Stored items:
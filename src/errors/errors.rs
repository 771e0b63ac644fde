use std::fmt::Display;

use thiserror::Error;

use crate::lexer::tokens::{Token, TokenKind};

/// Where on its line an error was detected, rendered into the diagnostic
/// between `Error` and the message.
#[derive(Debug, Clone, PartialEq)]
pub enum ErrorLocation {
    None,
    AtEnd,
    At(String),
    /// Caller-supplied text, used verbatim.
    Raw(String),
}

impl ErrorLocation {
    pub fn from_token(token: &Token) -> Self {
        if token.kind == TokenKind::EOF {
            ErrorLocation::AtEnd
        } else {
            ErrorLocation::At(token.lexeme.clone())
        }
    }
}

impl Display for ErrorLocation {
    fn fmt(&self, f: &mut std::fmt::Formatter<'_>) -> std::fmt::Result {
        match self {
            ErrorLocation::None => write!(f, ""),
            ErrorLocation::AtEnd => write!(f, " at end"),
            ErrorLocation::At(lexeme) => write!(f, " at '{}'", lexeme),
            ErrorLocation::Raw(text) => write!(f, "{}", text),
        }
    }
}

#[derive(Debug, Clone, PartialEq)]
pub struct Error {
    internal_error: ErrorImpl,
    line: u32,
    column: Option<u32>,
    location: ErrorLocation,
}

impl Error {
    pub fn new(error_impl: ErrorImpl, line: u32) -> Self {
        Error {
            internal_error: error_impl,
            line,
            column: None,
            location: ErrorLocation::None,
        }
    }

    /// Creates an error positioned at `token`, using the "at end" form for EOF.
    pub fn at_token(error_impl: ErrorImpl, token: &Token) -> Self {
        Error {
            internal_error: error_impl,
            line: token.line,
            column: Some(token.column),
            location: ErrorLocation::from_token(token),
        }
    }

    pub fn with_location(mut self, location: ErrorLocation) -> Self {
        self.location = location;
        self
    }

    pub fn with_column(mut self, column: u32) -> Self {
        self.column = Some(column);
        self
    }

    pub fn get_line(&self) -> u32 {
        self.line
    }

    /// The 1-based column the error points at, when it is known.
    pub fn get_column(&self) -> Option<u32> {
        self.column
    }

    pub fn get_location(&self) -> &ErrorLocation {
        &self.location
    }

    pub fn get_kind(&self) -> &ErrorImpl {
        &self.internal_error
    }

    pub fn get_message(&self) -> String {
        self.internal_error.to_string()
    }

    pub fn get_error_name(&self) -> &str {
        match &self.internal_error {
            ErrorImpl::UnexpectedCharacter { .. } => "UnexpectedCharacter",
            ErrorImpl::UnterminatedString => "UnterminatedString",
            ErrorImpl::ExpectedExpression => "ExpectedExpression",
            ErrorImpl::ExpectedToken { .. } => "ExpectedToken",
            ErrorImpl::InvalidAssignmentTarget => "InvalidAssignmentTarget",
            ErrorImpl::TooDeeplyNested => "TooDeeplyNested",
            ErrorImpl::Reported { .. } => "Reported",
        }
    }

    pub fn get_tip(&self) -> ErrorTip {
        match &self.internal_error {
            ErrorImpl::UnexpectedCharacter { character } => ErrorTip::Suggestion(format!(
                "`{}` is not part of the language, remove it",
                character
            )),
            ErrorImpl::UnterminatedString => {
                ErrorTip::Suggestion(String::from("Close the string with a `\"`"))
            }
            ErrorImpl::ExpectedExpression => ErrorTip::None,
            ErrorImpl::ExpectedToken { expected, .. } => {
                ErrorTip::Suggestion(format!("Insert a `{}` here", expected))
            }
            ErrorImpl::InvalidAssignmentTarget => ErrorTip::Suggestion(String::from(
                "Only variables can be assigned to",
            )),
            ErrorImpl::TooDeeplyNested => ErrorTip::Suggestion(String::from(
                "Split the code into smaller pieces",
            )),
            ErrorImpl::Reported { .. } => ErrorTip::None,
        }
    }
}

impl Display for Error {
    fn fmt(&self, f: &mut std::fmt::Formatter<'_>) -> std::fmt::Result {
        write!(
            f,
            "[line {}] Error{}: {}",
            self.line, self.location, self.internal_error
        )
    }
}

impl std::error::Error for Error {}

pub enum ErrorTip {
    None,
    Suggestion(String),
}

impl Display for ErrorTip {
    fn fmt(&self, f: &mut std::fmt::Formatter<'_>) -> std::fmt::Result {
        match self {
            ErrorTip::None => write!(f, ""),
            ErrorTip::Suggestion(suggestion) => write!(f, "{}", suggestion),
        }
    }
}

#[derive(Error, Debug, Clone, PartialEq)]
pub enum ErrorImpl {
    #[error("Unexpected character '{character}'.")]
    UnexpectedCharacter { character: char },
    #[error("Unterminated string.")]
    UnterminatedString,
    #[error("Expect expression.")]
    ExpectedExpression,
    #[error("{message}")]
    ExpectedToken { expected: &'static str, message: &'static str },
    #[error("Invalid assignment target.")]
    InvalidAssignmentTarget,
    #[error("Too much nesting.")]
    TooDeeplyNested,
    /// A free-form report made through `Diagnostics::report`.
    #[error("{message}")]
    Reported { message: String },
}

■ What is needed
Beginning at the first line of the records, retype exactly every line up to and including the one with "pub fn get_location(&self)".

■ Response to the exercise
filename src/errors/errors.rs
repository 771e0b63ac644fde
use std::fmt::Display;

use thiserror::Error;

use crate::lexer::tokens::{Token, TokenKind};

/// Where on its line an error was detected, rendered into the diagnostic
/// between `Error` and the message.
#[derive(Debug, Clone, PartialEq)]
pub enum ErrorLocation {
    None,
    AtEnd,
    At(String),
    /// Caller-supplied text, used verbatim.
    Raw(String),
}

impl ErrorLocation {
    pub fn from_token(token: &Token) -> Self {
        if token.kind == TokenKind::EOF {
            ErrorLocation::AtEnd
        } else {
            ErrorLocation::At(token.lexeme.clone())
        }
    }
}

impl Display for ErrorLocation {
    fn fmt(&self, f: &mut std::fmt::Formatter<'_>) -> std::fmt::Result {
        match self {
            ErrorLocation::None => write!(f, ""),
            ErrorLocation::AtEnd => write!(f, " at end"),
            ErrorLocation::At(lexeme) => write!(f, " at '{}'", lexeme),
            ErrorLocation::Raw(text) => write!(f, "{}", text),
        }
    }
}

#[derive(Debug, Clone, PartialEq)]
pub struct Error {
    internal_error: ErrorImpl,
    line: u32,
    column: Option<u32>,
    location: ErrorLocation,
}

impl Error {
    pub fn new(error_impl: ErrorImpl, line: u32) -> Self {
        Error {
            internal_error: error_impl,
            line,
            column: None,
            location: ErrorLocation::None,
        }
    }

    /// Creates an error positioned at `token`, using the "at end" form for EOF.
    pub fn at_token(error_impl: ErrorImpl, token: &Token) -> Self {
        Error {
            internal_error: error_impl,
            line: token.line,
            column: Some(token.column),
            location: ErrorLocation::from_token(token),
        }
    }

    pub fn with_location(mut self, location: ErrorLocation) -> Self {
        self.location = location;
        self
    }

    pub fn with_column(mut self, column: u32) -> Self {
        self.column = Some(column);
        self
    }

    pub fn get_line(&self) -> u32 {
        self.line
    }

    /// The 1-based column the error points at, when it is known.
    pub fn get_column(&self) -> Option<u32> {
        self.column
    }

    pub fn get_location(&self) -> &ErrorLocation {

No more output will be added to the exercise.